• [Goal of the exercise] Collect all lines containing the word "axis" from the data.

• [Data for review]
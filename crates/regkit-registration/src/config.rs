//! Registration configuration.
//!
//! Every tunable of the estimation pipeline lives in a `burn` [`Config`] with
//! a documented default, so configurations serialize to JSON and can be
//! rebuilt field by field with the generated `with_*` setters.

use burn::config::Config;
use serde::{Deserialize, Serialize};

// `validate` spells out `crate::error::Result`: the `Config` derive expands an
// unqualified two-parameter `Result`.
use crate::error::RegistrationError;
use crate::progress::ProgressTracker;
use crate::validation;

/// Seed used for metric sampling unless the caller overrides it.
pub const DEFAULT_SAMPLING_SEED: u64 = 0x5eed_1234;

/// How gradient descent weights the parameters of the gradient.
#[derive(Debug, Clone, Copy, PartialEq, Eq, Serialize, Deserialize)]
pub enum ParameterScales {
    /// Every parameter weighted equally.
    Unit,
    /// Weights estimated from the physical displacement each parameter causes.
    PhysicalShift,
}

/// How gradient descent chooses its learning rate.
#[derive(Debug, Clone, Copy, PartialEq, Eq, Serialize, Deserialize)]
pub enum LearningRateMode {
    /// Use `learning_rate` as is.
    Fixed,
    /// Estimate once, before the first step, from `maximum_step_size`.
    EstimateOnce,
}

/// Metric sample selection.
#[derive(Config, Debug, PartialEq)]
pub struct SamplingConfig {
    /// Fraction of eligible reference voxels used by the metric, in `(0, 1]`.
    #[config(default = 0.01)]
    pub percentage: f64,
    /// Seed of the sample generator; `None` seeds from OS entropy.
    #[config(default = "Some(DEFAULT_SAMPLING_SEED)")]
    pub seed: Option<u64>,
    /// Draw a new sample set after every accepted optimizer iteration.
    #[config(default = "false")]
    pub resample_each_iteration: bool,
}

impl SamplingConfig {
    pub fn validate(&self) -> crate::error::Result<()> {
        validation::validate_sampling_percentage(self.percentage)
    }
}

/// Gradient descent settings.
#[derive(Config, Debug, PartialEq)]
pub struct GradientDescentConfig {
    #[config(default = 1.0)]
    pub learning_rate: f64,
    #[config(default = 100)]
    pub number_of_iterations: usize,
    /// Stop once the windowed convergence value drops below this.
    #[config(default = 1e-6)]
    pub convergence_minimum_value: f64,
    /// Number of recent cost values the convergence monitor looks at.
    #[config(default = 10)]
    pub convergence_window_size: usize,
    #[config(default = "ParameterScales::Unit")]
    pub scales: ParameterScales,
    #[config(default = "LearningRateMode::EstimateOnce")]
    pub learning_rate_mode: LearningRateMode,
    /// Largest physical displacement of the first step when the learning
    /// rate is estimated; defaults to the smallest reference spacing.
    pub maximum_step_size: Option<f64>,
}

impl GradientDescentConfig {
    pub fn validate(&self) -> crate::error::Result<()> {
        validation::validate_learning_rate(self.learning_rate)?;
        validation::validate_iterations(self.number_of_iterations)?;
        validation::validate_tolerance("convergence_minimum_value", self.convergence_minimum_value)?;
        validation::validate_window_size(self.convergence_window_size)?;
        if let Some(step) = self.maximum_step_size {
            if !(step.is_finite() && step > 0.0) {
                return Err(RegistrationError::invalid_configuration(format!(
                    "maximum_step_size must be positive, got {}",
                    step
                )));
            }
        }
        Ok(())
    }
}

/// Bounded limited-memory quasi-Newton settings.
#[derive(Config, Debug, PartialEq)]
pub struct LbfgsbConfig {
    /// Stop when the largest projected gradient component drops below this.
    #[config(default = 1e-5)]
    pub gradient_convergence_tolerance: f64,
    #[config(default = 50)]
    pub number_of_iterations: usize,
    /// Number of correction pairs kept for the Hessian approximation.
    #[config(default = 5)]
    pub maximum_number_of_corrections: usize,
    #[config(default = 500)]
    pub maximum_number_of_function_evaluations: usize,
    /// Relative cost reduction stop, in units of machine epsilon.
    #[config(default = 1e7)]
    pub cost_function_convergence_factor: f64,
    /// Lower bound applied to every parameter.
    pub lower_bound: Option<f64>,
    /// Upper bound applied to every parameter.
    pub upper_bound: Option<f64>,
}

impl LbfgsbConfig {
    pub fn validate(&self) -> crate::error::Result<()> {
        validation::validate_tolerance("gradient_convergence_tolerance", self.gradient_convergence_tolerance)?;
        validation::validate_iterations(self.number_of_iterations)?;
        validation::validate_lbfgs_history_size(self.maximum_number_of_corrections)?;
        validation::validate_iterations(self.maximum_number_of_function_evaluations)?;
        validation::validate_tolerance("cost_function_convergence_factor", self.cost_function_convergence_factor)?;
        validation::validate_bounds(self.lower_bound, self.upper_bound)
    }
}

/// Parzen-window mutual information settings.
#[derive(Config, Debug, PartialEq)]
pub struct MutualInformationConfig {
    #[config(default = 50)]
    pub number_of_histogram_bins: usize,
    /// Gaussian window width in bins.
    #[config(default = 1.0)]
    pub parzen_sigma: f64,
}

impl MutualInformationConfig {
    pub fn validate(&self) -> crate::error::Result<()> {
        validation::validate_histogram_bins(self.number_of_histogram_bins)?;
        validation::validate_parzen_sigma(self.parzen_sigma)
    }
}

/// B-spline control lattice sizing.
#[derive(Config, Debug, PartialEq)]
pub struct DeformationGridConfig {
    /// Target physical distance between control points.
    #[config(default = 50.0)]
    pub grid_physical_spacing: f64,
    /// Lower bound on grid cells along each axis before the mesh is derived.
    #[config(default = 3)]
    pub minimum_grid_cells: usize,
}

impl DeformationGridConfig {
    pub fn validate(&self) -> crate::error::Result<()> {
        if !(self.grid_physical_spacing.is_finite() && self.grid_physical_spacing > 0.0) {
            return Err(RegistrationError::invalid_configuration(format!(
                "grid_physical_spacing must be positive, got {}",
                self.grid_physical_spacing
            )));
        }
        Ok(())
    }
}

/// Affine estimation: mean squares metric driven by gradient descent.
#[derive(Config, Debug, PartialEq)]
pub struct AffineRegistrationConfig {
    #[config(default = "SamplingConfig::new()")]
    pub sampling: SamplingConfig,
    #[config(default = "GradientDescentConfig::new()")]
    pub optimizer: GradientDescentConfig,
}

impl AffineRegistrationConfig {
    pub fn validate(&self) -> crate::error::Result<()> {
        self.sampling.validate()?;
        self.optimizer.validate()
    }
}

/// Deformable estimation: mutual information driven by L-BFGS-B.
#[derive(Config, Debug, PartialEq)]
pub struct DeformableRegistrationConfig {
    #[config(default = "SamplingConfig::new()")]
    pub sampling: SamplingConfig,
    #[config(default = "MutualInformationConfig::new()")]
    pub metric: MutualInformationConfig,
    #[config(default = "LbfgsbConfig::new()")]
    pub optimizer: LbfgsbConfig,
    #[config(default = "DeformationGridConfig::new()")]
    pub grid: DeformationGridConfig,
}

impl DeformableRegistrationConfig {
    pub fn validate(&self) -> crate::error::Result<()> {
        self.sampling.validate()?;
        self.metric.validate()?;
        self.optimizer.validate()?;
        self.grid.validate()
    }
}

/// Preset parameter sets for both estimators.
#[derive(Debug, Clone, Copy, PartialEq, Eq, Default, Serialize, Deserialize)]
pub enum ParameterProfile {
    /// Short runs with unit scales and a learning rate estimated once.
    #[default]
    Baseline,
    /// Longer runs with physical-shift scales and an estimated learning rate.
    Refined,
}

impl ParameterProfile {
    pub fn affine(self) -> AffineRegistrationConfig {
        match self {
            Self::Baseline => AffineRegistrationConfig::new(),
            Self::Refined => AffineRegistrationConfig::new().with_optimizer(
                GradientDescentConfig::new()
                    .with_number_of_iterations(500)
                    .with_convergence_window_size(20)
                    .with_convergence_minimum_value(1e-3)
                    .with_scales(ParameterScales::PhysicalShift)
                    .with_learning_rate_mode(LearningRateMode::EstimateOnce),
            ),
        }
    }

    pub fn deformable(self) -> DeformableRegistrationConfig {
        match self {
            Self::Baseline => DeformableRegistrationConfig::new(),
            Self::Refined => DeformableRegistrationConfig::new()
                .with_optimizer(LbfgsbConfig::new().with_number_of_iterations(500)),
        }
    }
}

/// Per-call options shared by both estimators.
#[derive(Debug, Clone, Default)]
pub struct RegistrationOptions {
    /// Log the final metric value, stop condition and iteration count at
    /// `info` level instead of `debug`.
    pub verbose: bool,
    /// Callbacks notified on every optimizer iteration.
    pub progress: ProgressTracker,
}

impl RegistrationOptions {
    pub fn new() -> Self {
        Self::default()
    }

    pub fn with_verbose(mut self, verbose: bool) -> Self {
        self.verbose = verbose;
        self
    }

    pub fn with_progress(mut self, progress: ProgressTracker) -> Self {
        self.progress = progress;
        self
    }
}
==
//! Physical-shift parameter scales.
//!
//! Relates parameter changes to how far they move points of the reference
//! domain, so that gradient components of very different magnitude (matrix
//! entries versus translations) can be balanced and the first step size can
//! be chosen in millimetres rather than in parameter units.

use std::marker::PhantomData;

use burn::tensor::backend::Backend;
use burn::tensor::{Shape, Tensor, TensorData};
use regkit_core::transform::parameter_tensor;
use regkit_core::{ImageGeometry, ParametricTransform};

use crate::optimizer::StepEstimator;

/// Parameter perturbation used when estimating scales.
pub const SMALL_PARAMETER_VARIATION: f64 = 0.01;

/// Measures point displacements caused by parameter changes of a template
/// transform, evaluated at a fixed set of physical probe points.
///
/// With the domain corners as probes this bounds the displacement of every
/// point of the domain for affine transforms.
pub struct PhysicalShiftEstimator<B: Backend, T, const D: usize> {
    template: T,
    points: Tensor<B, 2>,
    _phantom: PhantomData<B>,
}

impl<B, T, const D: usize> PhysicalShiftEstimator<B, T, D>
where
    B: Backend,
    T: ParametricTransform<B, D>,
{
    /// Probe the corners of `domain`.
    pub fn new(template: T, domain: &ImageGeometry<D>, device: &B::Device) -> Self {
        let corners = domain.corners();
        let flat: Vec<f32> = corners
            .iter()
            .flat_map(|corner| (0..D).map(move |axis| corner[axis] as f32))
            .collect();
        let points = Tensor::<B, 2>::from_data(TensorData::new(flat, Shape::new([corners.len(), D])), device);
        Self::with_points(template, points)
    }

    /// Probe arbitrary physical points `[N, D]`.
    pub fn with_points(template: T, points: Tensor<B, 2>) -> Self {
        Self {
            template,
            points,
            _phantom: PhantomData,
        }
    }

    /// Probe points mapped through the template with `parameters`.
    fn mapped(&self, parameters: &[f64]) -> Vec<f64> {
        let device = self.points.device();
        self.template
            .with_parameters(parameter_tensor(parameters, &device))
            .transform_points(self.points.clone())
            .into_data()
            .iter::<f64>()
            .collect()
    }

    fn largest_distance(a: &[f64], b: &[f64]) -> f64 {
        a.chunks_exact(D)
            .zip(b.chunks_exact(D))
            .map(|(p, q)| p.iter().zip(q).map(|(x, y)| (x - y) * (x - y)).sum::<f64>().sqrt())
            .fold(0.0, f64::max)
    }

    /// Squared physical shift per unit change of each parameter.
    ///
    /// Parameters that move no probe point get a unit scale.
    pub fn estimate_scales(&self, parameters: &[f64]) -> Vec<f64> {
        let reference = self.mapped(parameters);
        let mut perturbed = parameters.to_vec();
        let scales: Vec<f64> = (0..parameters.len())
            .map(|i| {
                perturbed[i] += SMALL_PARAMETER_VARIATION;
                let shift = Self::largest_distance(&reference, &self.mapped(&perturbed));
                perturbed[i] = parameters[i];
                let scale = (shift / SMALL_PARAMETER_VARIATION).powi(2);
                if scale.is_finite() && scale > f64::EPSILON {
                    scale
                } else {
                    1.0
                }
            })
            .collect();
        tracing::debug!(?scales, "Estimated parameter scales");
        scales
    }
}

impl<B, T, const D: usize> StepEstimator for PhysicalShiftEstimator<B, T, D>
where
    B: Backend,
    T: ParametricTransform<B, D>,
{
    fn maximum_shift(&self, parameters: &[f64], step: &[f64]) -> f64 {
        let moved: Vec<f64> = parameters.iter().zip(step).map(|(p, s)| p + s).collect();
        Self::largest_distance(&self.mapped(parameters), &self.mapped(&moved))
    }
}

• [Result for this task]
    /// Lower bound on grid cells along each axis before the mesh is derived.
            .flat_map(|corner| (0..D).map(move |axis| corner[axis] as f32))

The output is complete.